• **To do**: Print every record exactly, with nothing added or left out.

====== Data records ======

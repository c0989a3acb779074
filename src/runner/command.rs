//! One-shot shell command execution with bounded time.
//!
//! Demo steps are shell scripts that frequently begin with
//! `source venv/bin/activate && ...`, so every command runs under `bash -c`
//! rather than a plain exec. Timeouts and spawn failures are reported as
//! values on `StepOutput` (exit code -1), not as errors: a failed step is an
//! ordinary outcome of the workflow, and callers need the captured stderr
//! either way.

use std::collections::HashMap;
use std::path::PathBuf;
use std::process::Stdio;
use std::time::Duration;

use async_trait::async_trait;
use tokio::io::AsyncReadExt;
use tokio::process::Command;
use tracing::{debug, warn};

/// Default time budget for a single workflow step.
pub const DEFAULT_STEP_TIMEOUT: Duration = Duration::from_secs(120);

/// How long to wait for a killed child to be reaped before giving up.
const KILL_GRACE: Duration = Duration::from_millis(500);

/// Fixed stderr message reported when a step exceeds its time budget.
pub const TIMEOUT_MESSAGE: &str = "Command timed out";

/// A single external command to run: shell-interpreted command string,
/// environment overrides (merged on top of the ambient environment),
/// optional working directory, and a time budget.
#[derive(Debug, Clone)]
pub struct CommandRequest {
    pub command: String,
    pub env: HashMap<String, String>,
    pub cwd: Option<PathBuf>,
    pub timeout: Duration,
}

impl CommandRequest {
    pub fn new(command: impl Into<String>) -> Self {
        Self {
            command: command.into(),
            env: HashMap::new(),
            cwd: None,
            timeout: DEFAULT_STEP_TIMEOUT,
        }
    }

    pub fn env(mut self, key: impl Into<String>, value: impl Into<String>) -> Self {
        self.env.insert(key.into(), value.into());
        self
    }

    /// Merge a map of overrides; later keys win over earlier ones.
    pub fn envs(mut self, vars: &HashMap<String, String>) -> Self {
        for (key, value) in vars {
            self.env.insert(key.clone(), value.clone());
        }
        self
    }

    pub fn current_dir(mut self, cwd: impl Into<PathBuf>) -> Self {
        self.cwd = Some(cwd.into());
        self
    }

    pub fn timeout(mut self, timeout: Duration) -> Self {
        self.timeout = timeout;
        self
    }
}

/// Captured result of one external command.
///
/// Invariant: `success` is true iff `exit_code == 0`. Exit code -1 is
/// reserved for timeout and spawn/internal failure.
#[derive(Debug, Clone)]
pub struct StepOutput {
    pub success: bool,
    pub stdout: String,
    pub stderr: String,
    pub exit_code: i32,
}

impl StepOutput {
    pub fn from_exit(exit_code: i32, stdout: String, stderr: String) -> Self {
        Self {
            success: exit_code == 0,
            stdout,
            stderr,
            exit_code,
        }
    }

    pub fn timed_out() -> Self {
        Self {
            success: false,
            stdout: String::new(),
            stderr: TIMEOUT_MESSAGE.to_string(),
            exit_code: -1,
        }
    }

    pub fn failed_to_start(message: String) -> Self {
        Self {
            success: false,
            stdout: String::new(),
            stderr: message,
            exit_code: -1,
        }
    }

    /// Deterministic stdout/stderr join used for both display and
    /// sequence-number extraction: stdout first, then a fixed separator and
    /// stderr, but only when stderr is non-empty.
    pub fn formatted_output(&self) -> String {
        let stdout = self.stdout.trim();
        let stderr = self.stderr.trim();

        if stderr.is_empty() {
            return stdout.to_string();
        }
        if stdout.is_empty() {
            return stderr.to_string();
        }
        format!("{stdout}\n\n--- Debug/Trace Output ---\n{stderr}")
    }
}

/// Trait seam for command execution so the orchestrator and auth helpers can
/// be exercised against scripted outputs in tests.
#[async_trait]
pub trait CommandRunner: Send + Sync {
    async fn run(&self, request: CommandRequest) -> StepOutput;
}

/// Runs commands under `bash -c` against the project root.
///
/// Exactly one child process is spawned per call and is always fully reaped
/// before the call returns, including on timeout.
#[derive(Debug, Clone)]
pub struct ShellRunner {
    project_root: PathBuf,
}

impl ShellRunner {
    pub fn new(project_root: impl Into<PathBuf>) -> Self {
        Self {
            project_root: project_root.into(),
        }
    }
}

#[async_trait]
impl CommandRunner for ShellRunner {
    async fn run(&self, request: CommandRequest) -> StepOutput {
        let cwd = request
            .cwd
            .clone()
            .unwrap_or_else(|| self.project_root.clone());

        debug!(
            command = %request.command,
            cwd = %cwd.display(),
            timeout_secs = request.timeout.as_secs(),
            "Running workflow command"
        );

        let mut command = Command::new("bash");
        command
            .arg("-c")
            .arg(&request.command)
            .current_dir(&cwd)
            .stdin(Stdio::null())
            .stdout(Stdio::piped())
            .stderr(Stdio::piped())
            // Backstop only: the timeout branch below kills and reaps
            // explicitly before returning.
            .kill_on_drop(true);
        for (key, value) in &request.env {
            command.env(key, value);
        }

        let mut child = match command.spawn() {
            Ok(child) => child,
            Err(e) => {
                warn!(command = %request.command, error = %e, "Failed to spawn workflow command");
                return StepOutput::failed_to_start(format!(
                    "Failed to start command: {e}"
                ));
            }
        };

        let (Some(mut stdout_pipe), Some(mut stderr_pipe)) =
            (child.stdout.take(), child.stderr.take())
        else {
            let _ = child.start_kill();
            let _ = tokio::time::timeout(KILL_GRACE, child.wait()).await;
            return StepOutput::failed_to_start(
                "Failed to capture command output pipes".to_string(),
            );
        };

        let wait_and_collect = async {
            let mut stdout_buf = Vec::new();
            let mut stderr_buf = Vec::new();
            let (stdout_read, stderr_read, status) = tokio::join!(
                stdout_pipe.read_to_end(&mut stdout_buf),
                stderr_pipe.read_to_end(&mut stderr_buf),
                child.wait(),
            );
            stdout_read?;
            stderr_read?;
            let status = status?;
            Ok::<_, std::io::Error>((
                String::from_utf8_lossy(&stdout_buf).into_owned(),
                String::from_utf8_lossy(&stderr_buf).into_owned(),
                status,
            ))
        };

        match tokio::time::timeout(request.timeout, wait_and_collect).await {
            Ok(Ok((stdout, stderr, status))) => {
                // A signal-terminated child has no exit code; fold it into
                // the reserved -1 like other abnormal endings.
                let exit_code = status.code().unwrap_or(-1);
                StepOutput::from_exit(exit_code, stdout, stderr)
            }
            Ok(Err(e)) => {
                warn!(command = %request.command, error = %e, "Failed waiting on workflow command");
                StepOutput::failed_to_start(format!("Failed to run command: {e}"))
            }
            Err(_) => {
                warn!(
                    command = %request.command,
                    timeout_secs = request.timeout.as_secs(),
                    "Workflow command timed out, killing child"
                );
                let _ = child.start_kill();
                let _ = tokio::time::timeout(KILL_GRACE, child.wait()).await;
                StepOutput::timed_out()
            }
        }
    }
}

======

• **Completed task**:
repository c0989a3acb779074
filename src/runner/command.rs
//! One-shot shell command execution with bounded time.
//!
//! Demo steps are shell scripts that frequently begin with
//! `source venv/bin/activate && ...`, so every command runs under `bash -c`
//! rather than a plain exec. Timeouts and spawn failures are reported as
//! values on `StepOutput` (exit code -1), not as errors: a failed step is an
//! ordinary outcome of the workflow, and callers need the captured stderr
//! either way.

use std::collections::HashMap;
use std::path::PathBuf;
use std::process::Stdio;
use std::time::Duration;

use async_trait::async_trait;
use tokio::io::AsyncReadExt;
use tokio::process::Command;
use tracing::{debug, warn};

/// Default time budget for a single workflow step.
pub const DEFAULT_STEP_TIMEOUT: Duration = Duration::from_secs(120);

/// How long to wait for a killed child to be reaped before giving up.
const KILL_GRACE: Duration = Duration::from_millis(500);

/// Fixed stderr message reported when a step exceeds its time budget.
pub const TIMEOUT_MESSAGE: &str = "Command timed out";

/// A single external command to run: shell-interpreted command string,
/// environment overrides (merged on top of the ambient environment),
/// optional working directory, and a time budget.
#[derive(Debug, Clone)]
pub struct CommandRequest {
    pub command: String,
    pub env: HashMap<String, String>,
    pub cwd: Option<PathBuf>,
    pub timeout: Duration,
}

impl CommandRequest {
    pub fn new(command: impl Into<String>) -> Self {
        Self {
            command: command.into(),
            env: HashMap::new(),
            cwd: None,
            timeout: DEFAULT_STEP_TIMEOUT,
        }
    }

    pub fn env(mut self, key: impl Into<String>, value: impl Into<String>) -> Self {
        self.env.insert(key.into(), value.into());
        self
    }

    /// Merge a map of overrides; later keys win over earlier ones.
    pub fn envs(mut self, vars: &HashMap<String, String>) -> Self {
        for (key, value) in vars {
            self.env.insert(key.clone(), value.clone());
        }
        self
    }

    pub fn current_dir(mut self, cwd: impl Into<PathBuf>) -> Self {
        self.cwd = Some(cwd.into());
        self
    }

    pub fn timeout(mut self, timeout: Duration) -> Self {
        self.timeout = timeout;
        self
    }
}

/// Captured result of one external command.
///
/// Invariant: `success` is true iff `exit_code == 0`. Exit code -1 is
/// reserved for timeout and spawn/internal failure.
#[derive(Debug, Clone)]
pub struct StepOutput {
    pub success: bool,
    pub stdout: String,
    pub stderr: String,
    pub exit_code: i32,
}

impl StepOutput {
    pub fn from_exit(exit_code: i32, stdout: String, stderr: String) -> Self {
        Self {
            success: exit_code == 0,
            stdout,
            stderr,
            exit_code,
        }
    }

    pub fn timed_out() -> Self {
        Self {
            success: false,
            stdout: String::new(),
            stderr: TIMEOUT_MESSAGE.to_string(),
            exit_code: -1,
        }
    }

    pub fn failed_to_start(message: String) -> Self {
        Self {
            success: false,
            stdout: String::new(),
            stderr: message,
            exit_code: -1,
        }
    }

    /// Deterministic stdout/stderr join used for both display and
    /// sequence-number extraction: stdout first, then a fixed separator and
    /// stderr, but only when stderr is non-empty.
    pub fn formatted_output(&self) -> String {
        let stdout = self.stdout.trim();
        let stderr = self.stderr.trim();

        if stderr.is_empty() {
            return stdout.to_string();
        }
        if stdout.is_empty() {
            return stderr.to_string();
        }
        format!("{stdout}\n\n--- Debug/Trace Output ---\n{stderr}")
    }
}

/// Trait seam for command execution so the orchestrator and auth helpers can
/// be exercised against scripted outputs in tests.
#[async_trait]
pub trait CommandRunner: Send + Sync {
    async fn run(&self, request: CommandRequest) -> StepOutput;
}

/// Runs commands under `bash -c` against the project root.
///
/// Exactly one child process is spawned per call and is always fully reaped
/// before the call returns, including on timeout.
#[derive(Debug, Clone)]
pub struct ShellRunner {
    project_root: PathBuf,
}

impl ShellRunner {
    pub fn new(project_root: impl Into<PathBuf>) -> Self {
        Self {
            project_root: project_root.into(),
        }
    }
}

#[async_trait]
impl CommandRunner for ShellRunner {
    async fn run(&self, request: CommandRequest) -> StepOutput {
        let cwd = request
            .cwd
            .clone()
            .unwrap_or_else(|| self.project_root.clone());

        debug!(
            command = %request.command,
            cwd = %cwd.display(),
            timeout_secs = request.timeout.as_secs(),
            "Running workflow command"
        );

        let mut command = Command::new("bash");
        command
            .arg("-c")
            .arg(&request.command)
            .current_dir(&cwd)
            .stdin(Stdio::null())
            .stdout(Stdio::piped())
            .stderr(Stdio::piped())
            // Backstop only: the timeout branch below kills and reaps
            // explicitly before returning.
            .kill_on_drop(true);
        for (key, value) in &request.env {
            command.env(key, value);
        }

        let mut child = match command.spawn() {
            Ok(child) => child,
            Err(e) => {
                warn!(command = %request.command, error = %e, "Failed to spawn workflow command");
                return StepOutput::failed_to_start(format!(
                    "Failed to start command: {e}"
                ));
            }
        };

        let (Some(mut stdout_pipe), Some(mut stderr_pipe)) =
            (child.stdout.take(), child.stderr.take())
        else {
            let _ = child.start_kill();
            let _ = tokio::time::timeout(KILL_GRACE, child.wait()).await;
            return StepOutput::failed_to_start(
                "Failed to capture command output pipes".to_string(),
            );
        };

        let wait_and_collect = async {
            let mut stdout_buf = Vec::new();
            let mut stderr_buf = Vec::new();
            let (stdout_read, stderr_read, status) = tokio::join!(
                stdout_pipe.read_to_end(&mut stdout_buf),
                stderr_pipe.read_to_end(&mut stderr_buf),
                child.wait(),
            );
            stdout_read?;
            stderr_read?;
            let status = status?;
            Ok::<_, std::io::Error>((
                String::from_utf8_lossy(&stdout_buf).into_owned(),
                String::from_utf8_lossy(&stderr_buf).into_owned(),
                status,
            ))
        };

        match tokio::time::timeout(request.timeout, wait_and_collect).await {
            Ok(Ok((stdout, stderr, status))) => {
                // A signal-terminated child has no exit code; fold it into
                // the reserved -1 like other abnormal endings.
                let exit_code = status.code().unwrap_or(-1);
                StepOutput::from_exit(exit_code, stdout, stderr)
            }
            Ok(Err(e)) => {
                warn!(command = %request.command, error = %e, "Failed waiting on workflow command");
                StepOutput::failed_to_start(format!("Failed to run command: {e}"))
            }
            Err(_) => {
                warn!(
                    command = %request.command,
                    timeout_secs = request.timeout.as_secs(),
                    "Workflow command timed out, killing child"
                );
                let _ = child.start_kill();
                let _ = tokio::time::timeout(KILL_GRACE, child.wait()).await;
                StepOutput::timed_out()
            }
        }
    }
}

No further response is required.